Ce la metto tutta a scovare l’aspetto consolante negli eventi bastardi. Ce la metto talmente tanto tutta da risultare patetica a me stessa. E non è affatto consolante. Nella mia stravagante forma mentis non è prevista la sconfitta totale. Francamente, non riesco a valutare una qualsiasi sconfitta come intera, completa, la considero sempre sconfitta per massimo il 97%. Sospetto il perché, però mi sembra una conclusione semplicistica e sono portata a pensare che non stia tutto lì.

Entra in ballo il concetto di umiltà, virtù della quale probabilmente sono sprovvista ma che ho in grande considerazione. Forse, quel 3% che ripara le mie sconfitte dall’essere complete è proprio il mio dolcetto. Lì ci metto quello che mi può tirar su un po’ il morale: il fatto che comunque ci ho provato, che comunque ho imparato qualcosa in più, che comunque se dovessi affrontare di nuovo la stessa situazione me la caverei meglio. Cose così, cose che mentre le pensi ti fanno sentire meno fallita, cose che ti racconti perché non vuoi infierire, hai compassione di te stessa e facendo un paio di conti non fai torto a nessuno se ti crogioli due minuti in quel benedetto 3% che ti concedi come premio di consolazione.

E non voglio dilungarmi sul fatto che nessuno mai ti offre un dolcetto quando crolli sconfitto, ti viene data una pacca sulla spalla che sa di pietà più che di comprensione, pertanto il dolcetto che riservi per te può essere il serbatoio segreto di energia a cui attingere quando tutto sembra finito.
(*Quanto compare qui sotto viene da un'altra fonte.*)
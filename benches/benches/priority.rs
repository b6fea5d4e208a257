// Copyright 2025 the Understory Authors
// SPDX-License-Identifier: Apache-2.0 OR MIT

use criterion::{BatchSize, Criterion, black_box, criterion_group, criterion_main};
use understory_collections::{Counter, PriorityQueue};

#[derive(Clone)]
struct Lcg(u64);

impl Lcg {
    fn new(seed: u64) -> Self {
        Self(seed)
    }

    fn next_u32(&mut self) -> u32 {
        // Numerical Recipes LCG parameters.
        self.0 = self.0.wrapping_mul(6364136223846793005).wrapping_add(1);
        (self.0 >> 32) as u32
    }
}

fn random_priorities(n: usize, seed: u64) -> Vec<i64> {
    let mut rng = Lcg::new(seed);
    (0..n).map(|_| i64::from(rng.next_u32())).collect()
}

fn bench_priority(c: &mut Criterion) {
    let mut group = c.benchmark_group("understory_collections_priority");
    group.sample_size(50);
    for &n in &[256_usize, 4_096, 65_536] {
        let priorities = random_priorities(n, 0x9E37_79B9_0000_0001);

        group.bench_function(format!("push_then_pop(n={n})"), |b| {
            b.iter(|| {
                let mut queue = PriorityQueue::with_capacity(n);
                for &p in &priorities {
                    queue.push(p, p);
                }
                let mut last = i64::MAX;
                while let Ok(p) = queue.pop() {
                    last = last.min(p);
                }
                black_box(last);
            });
        });

        group.bench_function(format!("heapify_then_pop(n={n})"), |b| {
            b.iter_batched(
                || priorities.clone(),
                |items| {
                    let mut queue = PriorityQueue::from_fn(items, |&p| p);
                    let mut last = i64::MAX;
                    while let Ok(p) = queue.pop() {
                        last = last.min(p);
                    }
                    black_box(last);
                },
                BatchSize::LargeInput,
            );
        });

        // Skewed keys so the top of the distribution is meaningful.
        let counter: Counter<u32> = priorities
            .iter()
            .map(|&p| (p as u32).leading_zeros())
            .chain(priorities.iter().map(|&p| (p as u32) % 512))
            .collect();
        group.bench_function(format!("counter_most_common_10(n={n})"), |b| {
            b.iter(|| black_box(counter.most_common_n(10)));
        });
        group.bench_function(format!("counter_descending(n={n})"), |b| {
            b.iter(|| black_box(counter.descending()));
        });
    }
    group.finish();
}

criterion_group!(benches, bench_priority);
criterion_main!(benches);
Certo, se apri il dolcetto non trovi mai il biglietto della fortuna che ti fa fare la svolta, ma anche se disfatta mica sei così idiota da pensare il contrario. So con sicurezza che nessuna sconfitta se assorbita come totale, completa, intera, può portarti a un pensiero positivo, è sempre devastazione. E visto che di devastazione si può anche morire, scelgo una punta di arroganza zuccherina per ogni sconfitta che mi piomba addosso. Di meglio non so fare, purtroppo.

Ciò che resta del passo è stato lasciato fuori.